PROBLEM:
Output only the stretch of the listing that starts at the line containing "just stops yielding." and ends at the line containing "pub async fn connect(endpoint: &str, connect_timeout: Duration)", reproduced exactly with both ends.

============

//! Upstream wire feed subscription
//!
//! The node publishes `rawtx` and `rawblock` messages over ZeroMQ PUB/SUB as
//! three frames: topic, payload, and a 4-byte little-endian sequence number.
//! [`WireFeedListener`] reads them from a [`FeedSource`] and forwards them, in
//! arrival order, over a bounded channel to the relay loop.

use super::decoder::FeedTopic;
use crate::{errors::FeedError, metrics::GatewayMetrics};
use async_trait::async_trait;
use std::{sync::Arc, time::Duration};
use tokio::{sync::mpsc, task::JoinHandle};
use tracing::{debug, info, warn};
use zeromq::{Socket, SocketRecv, SubSocket};

/// One upstream message as received
#[derive(Debug, Clone, PartialEq, Eq)]
pub struct RawFeedMessage {
    pub topic: String,
    pub payload: Vec<u8>,
    pub sequence: Option<u32>,
}

impl RawFeedMessage {
    pub fn new(topic: impl Into<String>, payload: Vec<u8>) -> Self {
        Self {
            topic: topic.into(),
            payload,
            sequence: None,
        }
    }

    pub fn with_sequence(mut self, sequence: u32) -> Self {
        self.sequence = Some(sequence);
        self
    }

    /// Build from the frames of one multipart message.
    ///
    /// The sequence frame is optional; a sequence frame that is not exactly
    /// four bytes is ignored.
    pub fn from_frames<I, B>(frames: I) -> Result<Self, FeedError>
    where
        I: IntoIterator<Item = B>,
        B: AsRef<[u8]>,
    {
        let mut frames = frames.into_iter();
        let (topic, payload) = match (frames.next(), frames.next()) {
            (Some(topic), Some(payload)) => (topic, payload),
            (Some(_), None) => return Err(FeedError::MalformedEnvelope(1)),
            _ => return Err(FeedError::MalformedEnvelope(0)),
        };

        let sequence = frames.next().and_then(|frame| {
            <[u8; 4]>::try_from(frame.as_ref())
                .ok()
                .map(u32::from_le_bytes)
        });

        Ok(Self {
            topic: String::from_utf8_lossy(topic.as_ref()).into_owned(),
            payload: payload.as_ref().to_vec(),
            sequence,
        })
    }
}

/// Source of raw upstream messages
#[async_trait]
pub trait FeedSource: Send + 'static {
    /// Wait for the next message.
    async fn recv(&mut self) -> Result<RawFeedMessage, FeedError>;

    /// Re-establish the subscription after a failure.
    async fn reconnect(&mut self) -> Result<(), FeedError>;

    fn endpoint(&self) -> &str;
}

/// [`FeedSource`] subscribed to a node's ZeroMQ publisher
///
/// A SUB socket never reports a vanished publisher, it just stops yielding.
/// Silence longer than the idle timeout is treated as a disconnect.
pub struct ZmqFeedSource {
    endpoint: String,
    connect_timeout: Duration,
    idle_timeout: Option<Duration>,
    socket: SubSocket,
}

impl ZmqFeedSource {
    /// Connect and subscribe to every [`FeedTopic`].
    pub async fn connect(endpoint: &str, connect_timeout: Duration) -> Result<Self, FeedError> {
        let socket = Self::open(endpoint, connect_timeout).await?;
        info!(endpoint, "📡 Subscribed to upstream feed");
        Ok(Self {
            endpoint: endpoint.to_string(),
            connect_timeout,
            idle_timeout: None,
            socket,
        })
    }

    /// Report [`FeedError::Disconnected`] after `idle` without a message.
    pub fn with_idle_timeout(mut self, idle: Option<Duration>) -> Self {
        self.idle_timeout = idle;
        self
    }

    async fn open(endpoint: &str, connect_timeout: Duration) -> Result<SubSocket, FeedError> {
        let unavailable = |reason: String| FeedError::UpstreamUnavailable {
            endpoint: endpoint.to_string(),
            reason,
        };

        let mut socket = SubSocket::new();
        match tokio::time::timeout(connect_timeout, socket.connect(endpoint)).await {
            Ok(Ok(())) => {}
            Ok(Err(e)) => return Err(unavailable(e.to_string())),
            Err(_) => {
                return Err(unavailable(format!(
                    "connect timed out after {}ms",
                    connect_timeout.as_millis()
                )))
            }
        }

        for topic in FeedTopic::ALL {
            socket
                .subscribe(topic.as_str())
                .await
                .map_err(|e| unavailable(e.to_string()))?;
        }
        Ok(socket)
    }
}

#[async_trait]
impl FeedSource for ZmqFeedSource {
    async fn recv(&mut self) -> Result<RawFeedMessage, FeedError> {
        let received = match self.idle_timeout {
            Some(idle) => tokio::time::timeout(idle, self.socket.recv())
                .await
                .map_err(|_| {
                    FeedError::Disconnected(format!("no message for {}ms", idle.as_millis()))
                })?,
            None => self.socket.recv().await,
        };
        let message = received.map_err(|e| FeedError::Disconnected(e.to_string()))?;
        RawFeedMessage::from_frames(message.into_vec())
    }

    async fn reconnect(&mut self) -> Result<(), FeedError> {
        self.socket = Self::open(&self.endpoint, self.connect_timeout).await?;
        Ok(())
    }

    fn endpoint(&self) -> &str {
        &self.endpoint
    }
}

/// Reads a [`FeedSource`] and forwards messages to the relay
pub struct WireFeedListener<S> {
    source: S,
    sink: mpsc::Sender<RawFeedMessage>,
    reconnect_delay: Duration,
    metrics: Arc<GatewayMetrics>,
}

impl<S: FeedSource> WireFeedListener<S> {
    pub fn new(
        source: S,
        sink: mpsc::Sender<RawFeedMessage>,
        reconnect_delay: Duration,
        metrics: Arc<GatewayMetrics>,
    ) -> Self {
        Self {
            source,
            sink,
            reconnect_delay,
            metrics,
        }
    }

    pub fn spawn(self) -> JoinHandle<()> {
        tokio::spawn(self.run())
    }

    /// Runs until the source closes or the relay drops its receiver.
    ///
    /// Runtime disconnects are retried every `reconnect_delay`.
    pub async fn run(mut self) {
        loop {
            match self.source.recv().await {
                Ok(message) => {
                    if self.sink.send(message).await.is_err() {
                        debug!("Relay stopped, listener exiting");
                        return;
                    }
                }
                Err(FeedError::MalformedEnvelope(frames)) => {
                    warn!(frames, "Skipping malformed upstream envelope");
                }
                Err(FeedError::Closed) => {
                    info!(endpoint = self.source.endpoint(), "Upstream feed closed");
                    return;
                }
                Err(e) => {
                    warn!(endpoint = self.source.endpoint(), error = %e, "Upstream feed disconnected");
                    if !self.reconnect().await {
                        return;
                    }
                }
            }
        }
    }

    /// Retry until reconnected. Returns false if the relay went away meanwhile.
    async fn reconnect(&mut self) -> bool {
        loop {
            tokio::time::sleep(self.reconnect_delay).await;
            if self.sink.is_closed() {
                return false;
            }

            match self.source.reconnect().await {
                Ok(()) => {
                    GatewayMetrics::incr(&self.metrics.feed_reconnects);
                    info!(endpoint = self.source.endpoint(), "🔄 Reconnected to upstream feed");
                    return true;
                }
                Err(e) => {
                    warn!(
                        endpoint = self.source.endpoint(),
                        error = %e,
                        retry_in_ms = self.reconnect_delay.as_millis() as u64,
                        "Reconnect failed"
                    );
                }
            }
        }
    }
}

#[cfg(test)]
mod tests {
    use super::*;
    use std::collections::VecDeque;

    /// Scripted source: yields queued results, then reports closed
    struct ScriptedSource {
        script: VecDeque<Result<RawFeedMessage, FeedError>>,
        reconnect_failures: usize,
    }

    #[async_trait]
    impl FeedSource for ScriptedSource {
        async fn recv(&mut self) -> Result<RawFeedMessage, FeedError> {
            self.script.pop_front().unwrap_or(Err(FeedError::Closed))
        }

        async fn reconnect(&mut self) -> Result<(), FeedError> {
            if self.reconnect_failures > 0 {
                self.reconnect_failures -= 1;
                return Err(FeedError::Disconnected("still down".into()));
            }
            Ok(())
        }

        fn endpoint(&self) -> &str {
            "scripted"
        }
    }

    #[test]
    fn test_frames_with_sequence() {
        let frames: Vec<&[u8]> = vec![b"rawtx", &[0xde, 0xad], &[7, 0, 0, 0]];
        let message = RawFeedMessage::from_frames(frames).unwrap();
        assert_eq!(message.topic, "rawtx");
        assert_eq!(message.payload, vec![0xde, 0xad]);
        assert_eq!(message.sequence, Some(7));
    }

    #[test]
    fn test_frames_without_sequence() {
        let frames: Vec<&[u8]> = vec![b"rawblock", &[1], &[1, 2]];
        let message = RawFeedMessage::from_frames(frames).unwrap();
        assert_eq!(message.sequence, None);

        let short: Vec<&[u8]> = vec![b"rawtx"];
        assert!(matches!(
            RawFeedMessage::from_frames(short),
            Err(FeedError::MalformedEnvelope(1))
        ));
    }

    #[tokio::test]
    async fn test_listener_preserves_order_and_reconnects() {
        let metrics = Arc::new(GatewayMetrics::new());
        let source = ScriptedSource {
            script: VecDeque::from(vec![
                Ok(RawFeedMessage::new("rawtx", vec![1])),
                Err(FeedError::MalformedEnvelope(0)),
                Err(FeedError::Disconnected("reset".into())),
                Ok(RawFeedMessage::new("rawblock", vec![2])),
                Ok(RawFeedMessage::new("rawtx", vec![3])),
            ]),
            reconnect_failures: 2,
        };
        let (tx, mut rx) = mpsc::channel(8);
        let handle = WireFeedListener::new(source, tx, Duration::from_millis(5), Arc::clone(&metrics))
            .spawn();

        let mut payloads = Vec::new();
        while let Some(message) = rx.recv().await {
            payloads.push(message.payload[0]);
        }
        handle.await.unwrap();

        assert_eq!(payloads, vec![1, 2, 3]);
        assert_eq!(metrics.feed_reconnects.load(std::sync::atomic::Ordering::Relaxed), 1);
    }

    #[tokio::test]
    async fn test_listener_stops_when_relay_drops() {
        let source = ScriptedSource {
            script: (0..10)
                .map(|i| Ok(RawFeedMessage::new("rawtx", vec![i])))
                .collect(),
            reconnect_failures: 0,
        };
        let (tx, rx) = mpsc::channel(1);
        drop(rx);
        let handle = WireFeedListener::new(source, tx, Duration::from_millis(1), Arc::new(GatewayMetrics::new()))
            .spawn();
        handle.await.unwrap();
    }

    #[tokio::test]
    async fn test_silent_publisher_is_reported_as_disconnected() {
        use zeromq::{PubSocket, SocketSend, ZmqMessage};

        let mut publisher = PubSocket::new();
        let bound = publisher.bind("tcp://127.0.0.1:0").await.unwrap();
        let mut source = ZmqFeedSource::connect(&bound.to_string(), Duration::from_secs(2))
            .await
            .unwrap()
            .with_idle_timeout(Some(Duration::from_millis(300)));

        // Keep publishing until the subscription has reached the publisher
        let publishing = tokio::spawn(async move {
            loop {
                let mut message = ZmqMessage::from("rawtx");
                message.push_back(vec![0xab_u8].into());
                let _ = publisher.send(message).await;
                tokio::time::sleep(Duration::from_millis(20)).await;
            }
        });

        let first = tokio::time::timeout(Duration::from_secs(5), source.recv())
            .await
            .unwrap()
            .unwrap();
        assert_eq!(first.topic, "rawtx");
        assert_eq!(first.payload, vec![0xab]);

        publishing.abort();
        let _ = publishing.await;

        let outcome = tokio::time::timeout(Duration::from_secs(5), async {
            loop {
                if let Err(e) = source.recv().await {
                    return e;
                }
            }
        })
        .await
        .expect("dropped publisher was never reported");
        assert!(matches!(outcome, FeedError::Disconnected(_)));
    }

    #[tokio::test]
    async fn test_unreachable_endpoint_reports_unavailable() {
        let result = ZmqFeedSource::connect("tcp://127.0.0.1:1", Duration::from_millis(200)).await;
        assert!(matches!(result, Err(FeedError::UpstreamUnavailable { .. })));
    }
}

============

ANSWER TO THIS EXERCISE:
/// A SUB socket never reports a vanished publisher, it just stops yielding.
/// Silence longer than the idle timeout is treated as a disconnect.
pub struct ZmqFeedSource {
    endpoint: String,
    connect_timeout: Duration,
    idle_timeout: Option<Duration>,
    socket: SubSocket,
}

impl ZmqFeedSource {
    /// Connect and subscribe to every [`FeedTopic`].
    pub async fn connect(endpoint: &str, connect_timeout: Duration) -> Result<Self, FeedError> {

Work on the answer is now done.